Millions of Americans who rely on Medicare Part D may be facing sticker shock in 2020 if solutions that address out-of-pocket costs and access are not enacted quickly, based on a report from the Lupus Foundation of America.
Medicare Part D provides prescription drug coverage to more than 44 million Medicare recipients. While prescription drug coverage under part D hasn’t been around for as long as people may think, its popularity stems from its far reaching importance to the overall health of its millions of beneficiaries.
“Medicare did not offer a prescription drug benefit until Part D was enacted in 2003,” said Patrick Wildman, vice president of Advocacy & Government Relations for the Lupus Foundation of America. “Since then, it has greatly improved the health of so many people.” Beneficiaries include lupus patients, who incur an average of $12,643 per year in direct health care costs.
While Part D has been a big step, Wildman believes policymakers need to address looming challenges, including the impending “out-of-pocket” cliff, specialty tiers and more. The right policies will protect prescription medication coverage for America’s seniors, but Wildman notes we need the political will to make them happen.
The “Out-of-Pocket” Cliff
In 2005, the Lupus Foundation of America established the Medicare Access for Patients Rx (MAPRx) coalition — a group of more than 55 patient advocacy organizations representing seniors who depend on Medicare Part D for their prescription medications. The coalition recently published a report highlighting some of the challenges faced by Part D beneficiaries.

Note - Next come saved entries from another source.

#![allow(clippy::uninlined_format_args)]

use std::sync::Arc;

use strata::net::{
    recv_kv_msg, recv_node_flow, send_end_signal, send_kv_msg, send_node_flow, ArrayMeta, DataType,
    Device, KvStoreMsg, Message, MessageKind, MessageQueue, NodeFlow, NodeFlowEvent, PeerId,
    Receiver, Sender, Tensor,
};
use strata::storage::ImmutableGraph;
use strata::{ErrorKind, Result, StrataError};

/// In-process link: everything sent comes back out of the same queue as peer 0.
struct Loopback {
    queue: Arc<MessageQueue>,
}

impl Loopback {
    fn new() -> Self {
        Self {
            queue: Arc::new(MessageQueue::new(1 << 20)),
        }
    }

    fn inject(&self, bytes: impl Into<bytes::Bytes>) {
        self.queue.push(Message::new(bytes)).unwrap();
    }
}

impl Sender for Loopback {
    fn add_receiver(&mut self, _addr: &str, _recv_id: PeerId) -> Result<()> {
        Ok(())
    }

    fn connect(&mut self) -> Result<()> {
        Ok(())
    }

    fn send(&self, msg: Message, _recv_id: PeerId) -> Result<()> {
        self.queue.push(msg)
    }

    fn finalize(&mut self) -> Result<()> {
        self.queue.close();
        Ok(())
    }

    fn transport(&self) -> &'static str {
        "loopback"
    }
}

impl Receiver for Loopback {
    fn wait(&mut self, _addr: &str, _num_sender: usize) -> Result<()> {
        Ok(())
    }

    fn recv(&self) -> Result<(Message, PeerId)> {
        self.recv_from(0).map(|msg| (msg, 0))
    }

    fn recv_from(&self, _send_id: PeerId) -> Result<Message> {
        self.queue
            .pop()
            .ok_or_else(|| StrataError::Transport("loopback closed".into()))
    }

    fn finalize(&mut self) -> Result<()> {
        self.queue.close();
        Ok(())
    }

    fn transport(&self) -> &'static str {
        "loopback"
    }
}

fn emb_push() -> KvStoreMsg {
    let id = Tensor::from_ids(&[5]).unwrap();
    let data = Tensor::from_f32(vec![1, 2], &[1.0, 2.0]).unwrap();
    KvStoreMsg::push(2, "emb", id, data)
}

#[test]
fn array_meta_layout() {
    let bare = ArrayMeta::new(MessageKind::Final).encode().unwrap();
    assert_eq!(&bare[..], &1i32.to_ne_bytes());

    let mut meta = ArrayMeta::new(MessageKind::NodeFlow);
    meta.add_shape(vec![3]);
    meta.add_shape(vec![2, 2]);
    let bytes = meta.encode().unwrap();
    assert_eq!(bytes.len(), meta.encoded_len());
    assert_eq!(bytes.len(), 4 + 4 + 8 + 5 * 8);
    assert_eq!(&bytes[4..8], &2i32.to_ne_bytes());
    assert_eq!(&bytes[8..16], &5u64.to_ne_bytes());
    assert_eq!(ArrayMeta::decode(&bytes).unwrap(), meta);
}

#[test]
fn array_meta_rejects_malformed_bytes() {
    let mut meta = ArrayMeta::new(MessageKind::Push);
    meta.add_shape(vec![4]);
    let bytes = meta.encode().unwrap();

    let err = ArrayMeta::decode(&bytes[..bytes.len() - 3]).unwrap_err();
    assert_eq!(err.kind(), ErrorKind::Protocol);

    let mut trailing = bytes.to_vec();
    trailing.extend_from_slice(&[0, 0]);
    assert_eq!(ArrayMeta::decode(&trailing).unwrap_err().kind(), ErrorKind::Protocol);

    let err = ArrayMeta::decode(&99i32.to_ne_bytes()).unwrap_err();
    assert!(matches!(err, StrataError::Protocol(_)));
}

#[test]
fn kv_header_sections_follow_kind() {
    let push = emb_push();
    let header = push.encode_header().unwrap();
    assert_eq!(header.len(), 4 + 4 + 8 + 3);
    let decoded = KvStoreMsg::decode_header(&header).unwrap();
    assert_eq!(decoded.kind, MessageKind::Push);
    assert_eq!(decoded.rank, 2);
    assert_eq!(decoded.name.as_deref(), Some("emb"));
    assert!(decoded.id.is_none());

    let barrier = KvStoreMsg::barrier(7).encode_header().unwrap();
    assert_eq!(barrier.len(), 8);
    assert_eq!(KvStoreMsg::decode_header(&barrier).unwrap(), KvStoreMsg::barrier(7));

    let exchange = KvStoreMsg::id_exchange(1, "socket://10.0.0.1:50051");
    let decoded = KvStoreMsg::decode_header(&exchange.encode_header().unwrap()).unwrap();
    assert_eq!(decoded, exchange);

    let mut truncated = header.to_vec();
    truncated.pop();
    let err = KvStoreMsg::decode_header(&truncated).unwrap_err();
    assert_eq!(err.kind(), ErrorKind::Protocol);
}

#[test]
fn kv_validation_rejects_wrong_sections() {
    let mut pull = KvStoreMsg::pull(0, "emb", Tensor::from_i64(&[1]));
    pull.data = Some(Tensor::from_f32(vec![1], &[0.5]).unwrap());
    assert_eq!(pull.encode_header().unwrap_err().kind(), ErrorKind::Precondition);

    let mut push = emb_push();
    push.name = None;
    assert_eq!(push.validate().unwrap_err().kind(), ErrorKind::Precondition);

    let flow = KvStoreMsg {
        kind: MessageKind::NodeFlow,
        ..KvStoreMsg::final_msg(0)
    };
    assert!(flow.validate().is_err());

    let err = KvStoreMsg::with_values(
        MessageKind::Barrier,
        0,
        "x",
        Tensor::from_i64(&[1]),
        Tensor::from_f32(vec![1], &[1.0]).unwrap(),
    )
    .unwrap_err();
    assert_eq!(err.kind(), ErrorKind::Precondition);
}

#[test]
fn tensors_check_layout_and_dtype() {
    let err = Tensor::from_f32(vec![2, 2], &[1.0, 2.0]).unwrap_err();
    assert_eq!(err.kind(), ErrorKind::Precondition);

    let t = Tensor::from_i64(&[3, -1]);
    assert_eq!(t.dtype(), DataType::INT64);
    assert_eq!(t.device(), Device::Cpu);
    assert_eq!(t.num_elements(), 2);
    assert_eq!(t.to_ids().unwrap_err().kind(), ErrorKind::Protocol);
    assert_eq!(t.to_f32_vec().unwrap_err().kind(), ErrorKind::Precondition);
}

#[test]
fn push_message_survives_transfer() {
    let link = Loopback::new();
    let sent = emb_push();
    send_kv_msg(&link, 0, &sent).unwrap();
    assert_eq!(link.queue.len(), 4);

    let (received, sender) = recv_kv_msg(&link).unwrap();
    assert_eq!(sender, 0);
    assert_eq!(received, sent);
    let data = received.data.unwrap();
    assert_eq!(data.shape(), &[1, 2]);
    assert_eq!(data.to_f32_vec().unwrap(), vec![1.0, 2.0]);
    assert_eq!(received.id.unwrap().to_ids().unwrap(), vec![5]);
}

#[test]
fn pull_and_control_messages_transfer() {
    let link = Loopback::new();
    let pull = KvStoreMsg::pull(1, "emb", Tensor::from_ids(&[0, 4]).unwrap());
    send_kv_msg(&link, 0, &pull).unwrap();
    send_kv_msg(&link, 0, &KvStoreMsg::barrier(1)).unwrap();
    send_kv_msg(&link, 0, &KvStoreMsg::final_msg(1)).unwrap();
    assert_eq!(link.queue.len(), 3 + 1 + 1);

    assert_eq!(recv_kv_msg(&link).unwrap().0, pull);
    assert_eq!(recv_kv_msg(&link).unwrap().0.kind, MessageKind::Barrier);
    assert_eq!(recv_kv_msg(&link).unwrap().0.kind, MessageKind::Final);
}

#[test]
fn mismatched_array_metadata_is_a_protocol_error() {
    let link = Loopback::new();
    link.inject(emb_push().encode_header().unwrap());
    let mut meta = ArrayMeta::new(MessageKind::Pull);
    meta.add_shape(vec![1]);
    link.inject(meta.encode().unwrap());
    assert_eq!(recv_kv_msg(&link).unwrap_err().kind(), ErrorKind::Protocol);
}

#[test]
fn node_flow_survives_transfer() {
    let graph = ImmutableGraph::from_coo(3, &[0, 1, 0], &[2, 2, 1], None).unwrap();
    let flow = NodeFlow {
        graph,
        node_mapping: Tensor::from_i64(&[10, 11, 12]),
        edge_mapping: Tensor::from_i64(&[7, 8, 9]),
        layer_offsets: Tensor::from_i64(&[0, 2, 3]),
        flow_offsets: Tensor::from_i64(&[0, 3]),
    };
    let link = Loopback::new();
    send_node_flow(&link, 0, &flow).unwrap();
    send_end_signal(&link, 0).unwrap();
    assert_eq!(link.queue.len(), 1 + 7 + 1);

    let received = match recv_node_flow(&link).unwrap() {
        NodeFlowEvent::Flow(received, sender) => {
            assert_eq!(sender, 0);
            received
        }
        NodeFlowEvent::End(_) => panic!("expected a node flow"),
    };
    assert_eq!(received.node_mapping, flow.node_mapping);
    assert_eq!(received.edge_mapping, flow.edge_mapping);
    assert_eq!(received.layer_offsets, flow.layer_offsets);
    assert_eq!(received.flow_offsets, flow.flow_offsets);
    assert_eq!(received.graph.num_vertices(), 3);
    assert_eq!(received.graph.edges(true), flow.graph.edges(true));

    assert!(matches!(recv_node_flow(&link).unwrap(), NodeFlowEvent::End(0)));
}

#[test]
fn node_flow_stream_rejects_other_kinds() {
    let link = Loopback::new();
    link.inject(ArrayMeta::new(MessageKind::Barrier).encode().unwrap());
    assert_eq!(recv_node_flow(&link).unwrap_err().kind(), ErrorKind::Protocol);

    let mut short = ArrayMeta::new(MessageKind::NodeFlow);
    short.add_shape(vec![1]);
    link.inject(short.encode().unwrap());
    assert_eq!(recv_node_flow(&link).unwrap_err().kind(), ErrorKind::Protocol);
}

#[test]
fn node_flow_arrays_must_be_int64_vectors() {
    let graph = ImmutableGraph::from_coo(1, &[], &[], None).unwrap();
    let flow = NodeFlow {
        graph,
        node_mapping: Tensor::from_f32(vec![1], &[0.0]).unwrap(),
        edge_mapping: Tensor::from_i64(&[]),
        layer_offsets: Tensor::from_i64(&[0, 1]),
        flow_offsets: Tensor::from_i64(&[0]),
    };
    let link = Loopback::new();
    let err = send_node_flow(&link, 0, &flow).unwrap_err();
    assert_eq!(err.kind(), ErrorKind::Precondition);
    assert!(link.queue.is_empty());
}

The most pressing issue, according to the report, is a steep increase in the “out-of-pocket” threshold, the amount patients pay before entering catastrophic coverage where their payment responsibility for their medicines drops to five percent for the remainder of the plan year. The Affordable Care Act capped how much that limit could increase each year. But the limit on growth of the threshold is set to expire in 2020, adding $1,250 to threshold in just one year, unless Congress acts.
“It is a looming crisis,” Wildman said. “As a coalition, we are worried that with that big of a spike, people may have challenges accessing medication they need.”
Specialty Tiers on the Rise
Part D plans also have been increasingly placing more medications on specialty tiers, which force seniors to pay up to a third of the costs for certain particularly expensive treatments. A study found that Part D beneficiaries pay an average of $3,949 annually out of pocket for specialty treatments for rheumatoid arthritis, $5,238 for multiple sclerosis and $6,322 for chronic myeloid leukemia. These chronic illnesses require several treatments that are frequently listed on specialty tiers.
Part D beneficiaries have no recourse to request exceptions to specialty tier pricing, either.9 The MAPRx coalition is fighting to change that.
“I think we need to fundamentally address the role of specialty tiers in Part D,” Wildman said. “Placing a medication on a specialty tier may stop some patients from filling their prescriptions and getting the treatment that they need.”
There is a lot of work still to be done to improve Medicare Part D for our seniors.
Improving Part D with an Out-of-Pocket Cap
While Medicare Part B beneficiaries can enroll in additional coverage that limits their annual out-of-pocket spending, most Part D beneficiaries must pay 5 percent of their medication costs after they hit the catastrophic phase without limit. Depending on what medications they have been prescribed, this can amount to thousands of dollars each month. But by putting an out-of-pocket cap in place, however, policymakers could help Part D beneficiaries better manage the financial burden of their conditions and illnesses, according to Wildman.
Strengthening and protecting access to medications is critical for millions of seniors with chronic diseases. The first step in this process, according to Wildman, is to convince policymakers how important the benefit is for seniors and people with disabilities, as well as others who depend on it. The coalition also wants to ensure that existing patient protections within the program stay in place and that recently introduced pricing policies do not restrict access.
“There is a lot of work still to be done to improve Medicare Part D for our seniors,” Wildman said. “We are looking forward to strengthening the program in the years to come.”